(Saved data entries)
- - -
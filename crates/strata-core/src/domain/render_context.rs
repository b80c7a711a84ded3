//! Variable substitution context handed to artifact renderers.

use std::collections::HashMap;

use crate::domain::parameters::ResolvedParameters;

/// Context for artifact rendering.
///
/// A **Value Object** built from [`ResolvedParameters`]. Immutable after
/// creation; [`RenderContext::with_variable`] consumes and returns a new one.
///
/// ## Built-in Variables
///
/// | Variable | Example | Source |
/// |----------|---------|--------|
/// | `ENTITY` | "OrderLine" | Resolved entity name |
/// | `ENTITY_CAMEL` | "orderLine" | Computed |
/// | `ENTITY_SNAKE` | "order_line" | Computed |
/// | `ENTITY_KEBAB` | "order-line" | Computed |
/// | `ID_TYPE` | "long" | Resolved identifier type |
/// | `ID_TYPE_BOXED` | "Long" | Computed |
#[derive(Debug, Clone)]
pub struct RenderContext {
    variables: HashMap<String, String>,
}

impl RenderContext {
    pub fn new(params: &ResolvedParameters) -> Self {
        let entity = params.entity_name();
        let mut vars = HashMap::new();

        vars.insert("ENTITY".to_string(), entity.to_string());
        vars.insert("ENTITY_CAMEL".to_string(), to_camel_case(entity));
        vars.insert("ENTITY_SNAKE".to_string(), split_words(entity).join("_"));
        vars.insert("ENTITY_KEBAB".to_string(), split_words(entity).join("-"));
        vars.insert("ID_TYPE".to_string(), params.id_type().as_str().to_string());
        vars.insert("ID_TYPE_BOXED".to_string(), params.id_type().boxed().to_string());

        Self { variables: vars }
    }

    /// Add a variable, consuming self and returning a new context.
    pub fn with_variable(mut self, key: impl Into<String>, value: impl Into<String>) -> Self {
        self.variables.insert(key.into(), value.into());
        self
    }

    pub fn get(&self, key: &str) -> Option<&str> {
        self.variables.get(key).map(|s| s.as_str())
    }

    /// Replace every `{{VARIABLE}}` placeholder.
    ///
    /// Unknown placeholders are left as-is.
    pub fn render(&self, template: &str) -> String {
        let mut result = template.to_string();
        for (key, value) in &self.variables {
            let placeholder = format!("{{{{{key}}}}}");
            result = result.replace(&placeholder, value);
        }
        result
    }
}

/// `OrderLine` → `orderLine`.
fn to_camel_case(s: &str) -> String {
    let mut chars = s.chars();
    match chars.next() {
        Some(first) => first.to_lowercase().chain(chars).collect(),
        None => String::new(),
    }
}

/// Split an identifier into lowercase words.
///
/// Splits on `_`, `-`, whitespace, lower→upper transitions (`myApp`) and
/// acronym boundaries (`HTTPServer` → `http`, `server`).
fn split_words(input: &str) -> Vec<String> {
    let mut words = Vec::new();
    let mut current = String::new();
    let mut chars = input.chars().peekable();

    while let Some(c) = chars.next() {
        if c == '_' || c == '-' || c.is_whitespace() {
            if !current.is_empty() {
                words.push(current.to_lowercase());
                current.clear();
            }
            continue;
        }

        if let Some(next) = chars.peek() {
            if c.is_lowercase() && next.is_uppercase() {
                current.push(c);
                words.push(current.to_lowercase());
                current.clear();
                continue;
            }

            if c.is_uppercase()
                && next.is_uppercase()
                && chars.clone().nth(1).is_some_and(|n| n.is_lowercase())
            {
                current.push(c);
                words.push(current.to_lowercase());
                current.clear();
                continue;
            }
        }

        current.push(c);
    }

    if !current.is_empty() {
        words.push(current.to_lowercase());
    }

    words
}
- - -
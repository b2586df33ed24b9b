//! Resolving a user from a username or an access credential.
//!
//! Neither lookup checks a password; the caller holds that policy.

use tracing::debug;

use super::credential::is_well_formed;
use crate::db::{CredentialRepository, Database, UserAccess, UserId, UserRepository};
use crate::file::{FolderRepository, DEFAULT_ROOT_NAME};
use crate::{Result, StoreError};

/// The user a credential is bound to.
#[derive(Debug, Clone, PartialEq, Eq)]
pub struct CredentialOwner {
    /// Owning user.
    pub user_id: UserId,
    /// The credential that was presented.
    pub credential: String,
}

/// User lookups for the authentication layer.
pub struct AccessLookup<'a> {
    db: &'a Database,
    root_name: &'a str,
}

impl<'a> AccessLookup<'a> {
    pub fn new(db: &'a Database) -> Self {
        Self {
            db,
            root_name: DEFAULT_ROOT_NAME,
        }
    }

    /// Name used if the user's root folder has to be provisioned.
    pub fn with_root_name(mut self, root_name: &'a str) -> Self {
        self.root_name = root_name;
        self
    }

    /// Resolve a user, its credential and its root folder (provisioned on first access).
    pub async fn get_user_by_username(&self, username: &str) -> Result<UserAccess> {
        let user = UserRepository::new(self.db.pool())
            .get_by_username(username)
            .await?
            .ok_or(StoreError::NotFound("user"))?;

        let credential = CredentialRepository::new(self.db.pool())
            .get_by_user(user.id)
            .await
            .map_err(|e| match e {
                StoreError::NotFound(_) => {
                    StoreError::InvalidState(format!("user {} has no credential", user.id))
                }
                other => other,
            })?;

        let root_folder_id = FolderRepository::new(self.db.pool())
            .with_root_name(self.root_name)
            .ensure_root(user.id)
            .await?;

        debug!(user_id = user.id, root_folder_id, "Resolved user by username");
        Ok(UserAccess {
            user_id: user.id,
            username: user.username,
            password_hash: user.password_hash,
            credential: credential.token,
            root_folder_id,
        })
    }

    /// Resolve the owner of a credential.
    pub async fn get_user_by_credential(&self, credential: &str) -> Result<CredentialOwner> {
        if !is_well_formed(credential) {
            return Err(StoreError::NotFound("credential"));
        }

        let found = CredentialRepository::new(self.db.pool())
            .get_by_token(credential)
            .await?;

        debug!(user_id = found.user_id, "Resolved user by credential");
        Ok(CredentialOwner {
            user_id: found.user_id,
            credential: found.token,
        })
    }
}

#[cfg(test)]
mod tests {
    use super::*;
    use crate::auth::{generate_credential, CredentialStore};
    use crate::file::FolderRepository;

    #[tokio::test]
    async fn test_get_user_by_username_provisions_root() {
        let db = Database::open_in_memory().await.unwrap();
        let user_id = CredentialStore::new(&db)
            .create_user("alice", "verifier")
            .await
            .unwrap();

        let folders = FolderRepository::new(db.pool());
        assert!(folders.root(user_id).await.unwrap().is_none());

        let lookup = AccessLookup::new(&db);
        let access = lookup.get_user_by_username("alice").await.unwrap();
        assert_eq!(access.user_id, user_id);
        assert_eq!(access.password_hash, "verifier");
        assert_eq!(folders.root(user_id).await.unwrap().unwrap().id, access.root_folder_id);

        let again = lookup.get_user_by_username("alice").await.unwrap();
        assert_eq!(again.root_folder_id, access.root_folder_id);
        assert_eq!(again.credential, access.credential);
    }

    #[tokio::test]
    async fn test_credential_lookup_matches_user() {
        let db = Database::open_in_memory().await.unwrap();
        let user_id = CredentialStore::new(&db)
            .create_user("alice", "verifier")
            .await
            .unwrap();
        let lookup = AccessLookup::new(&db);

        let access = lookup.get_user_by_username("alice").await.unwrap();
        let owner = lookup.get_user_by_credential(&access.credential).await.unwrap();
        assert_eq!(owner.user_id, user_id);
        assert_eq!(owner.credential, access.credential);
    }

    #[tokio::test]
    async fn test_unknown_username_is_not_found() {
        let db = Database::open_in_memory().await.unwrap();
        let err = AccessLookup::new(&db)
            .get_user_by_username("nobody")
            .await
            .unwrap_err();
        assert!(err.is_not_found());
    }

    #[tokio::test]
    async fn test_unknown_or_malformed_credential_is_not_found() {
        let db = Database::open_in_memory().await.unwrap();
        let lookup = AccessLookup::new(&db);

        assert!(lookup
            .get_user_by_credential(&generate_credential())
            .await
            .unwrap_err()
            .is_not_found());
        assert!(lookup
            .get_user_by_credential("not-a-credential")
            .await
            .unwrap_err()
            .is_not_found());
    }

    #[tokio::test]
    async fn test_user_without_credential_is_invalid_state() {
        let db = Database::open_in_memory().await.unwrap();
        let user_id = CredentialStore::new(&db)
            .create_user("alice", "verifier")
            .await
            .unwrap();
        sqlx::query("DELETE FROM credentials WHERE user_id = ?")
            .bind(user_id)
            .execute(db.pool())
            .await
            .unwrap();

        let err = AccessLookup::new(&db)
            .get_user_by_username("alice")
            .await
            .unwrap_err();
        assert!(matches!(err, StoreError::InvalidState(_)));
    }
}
- - -
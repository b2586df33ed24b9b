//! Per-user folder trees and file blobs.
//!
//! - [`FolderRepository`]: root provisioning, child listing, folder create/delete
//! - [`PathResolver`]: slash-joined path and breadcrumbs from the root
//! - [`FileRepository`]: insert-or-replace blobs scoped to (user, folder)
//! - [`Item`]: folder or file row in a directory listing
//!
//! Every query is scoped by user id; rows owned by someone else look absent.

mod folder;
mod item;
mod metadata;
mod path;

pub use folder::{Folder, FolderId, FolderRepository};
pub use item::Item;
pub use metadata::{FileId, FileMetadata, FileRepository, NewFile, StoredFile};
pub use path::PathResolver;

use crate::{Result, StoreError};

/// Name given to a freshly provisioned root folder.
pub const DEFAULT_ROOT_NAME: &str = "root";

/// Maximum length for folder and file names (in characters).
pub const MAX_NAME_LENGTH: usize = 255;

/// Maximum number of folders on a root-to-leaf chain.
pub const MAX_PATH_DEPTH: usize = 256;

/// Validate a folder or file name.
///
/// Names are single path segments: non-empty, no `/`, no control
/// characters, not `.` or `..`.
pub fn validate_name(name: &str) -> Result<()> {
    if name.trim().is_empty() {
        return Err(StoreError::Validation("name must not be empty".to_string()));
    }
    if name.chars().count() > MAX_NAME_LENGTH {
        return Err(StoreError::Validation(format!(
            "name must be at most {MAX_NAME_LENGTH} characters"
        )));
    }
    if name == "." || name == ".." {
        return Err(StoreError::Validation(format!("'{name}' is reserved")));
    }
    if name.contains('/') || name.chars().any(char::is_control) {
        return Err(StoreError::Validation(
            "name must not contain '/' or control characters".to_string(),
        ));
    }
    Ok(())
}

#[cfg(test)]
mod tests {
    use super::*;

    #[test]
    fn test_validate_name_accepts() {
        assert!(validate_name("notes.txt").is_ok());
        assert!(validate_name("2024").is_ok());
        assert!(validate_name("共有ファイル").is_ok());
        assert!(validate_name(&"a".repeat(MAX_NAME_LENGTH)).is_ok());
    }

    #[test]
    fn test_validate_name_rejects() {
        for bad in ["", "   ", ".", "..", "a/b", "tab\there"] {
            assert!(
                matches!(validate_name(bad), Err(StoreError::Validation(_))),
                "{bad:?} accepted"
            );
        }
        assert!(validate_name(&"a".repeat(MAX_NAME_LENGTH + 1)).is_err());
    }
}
- - -
### Task statement
Each line that holds the word "CredentialOwner" should be extracted from the records.

### Solution to this exercise
pub struct CredentialOwner {
    pub async fn get_user_by_credential(&self, credential: &str) -> Result<CredentialOwner> {
        Ok(CredentialOwner {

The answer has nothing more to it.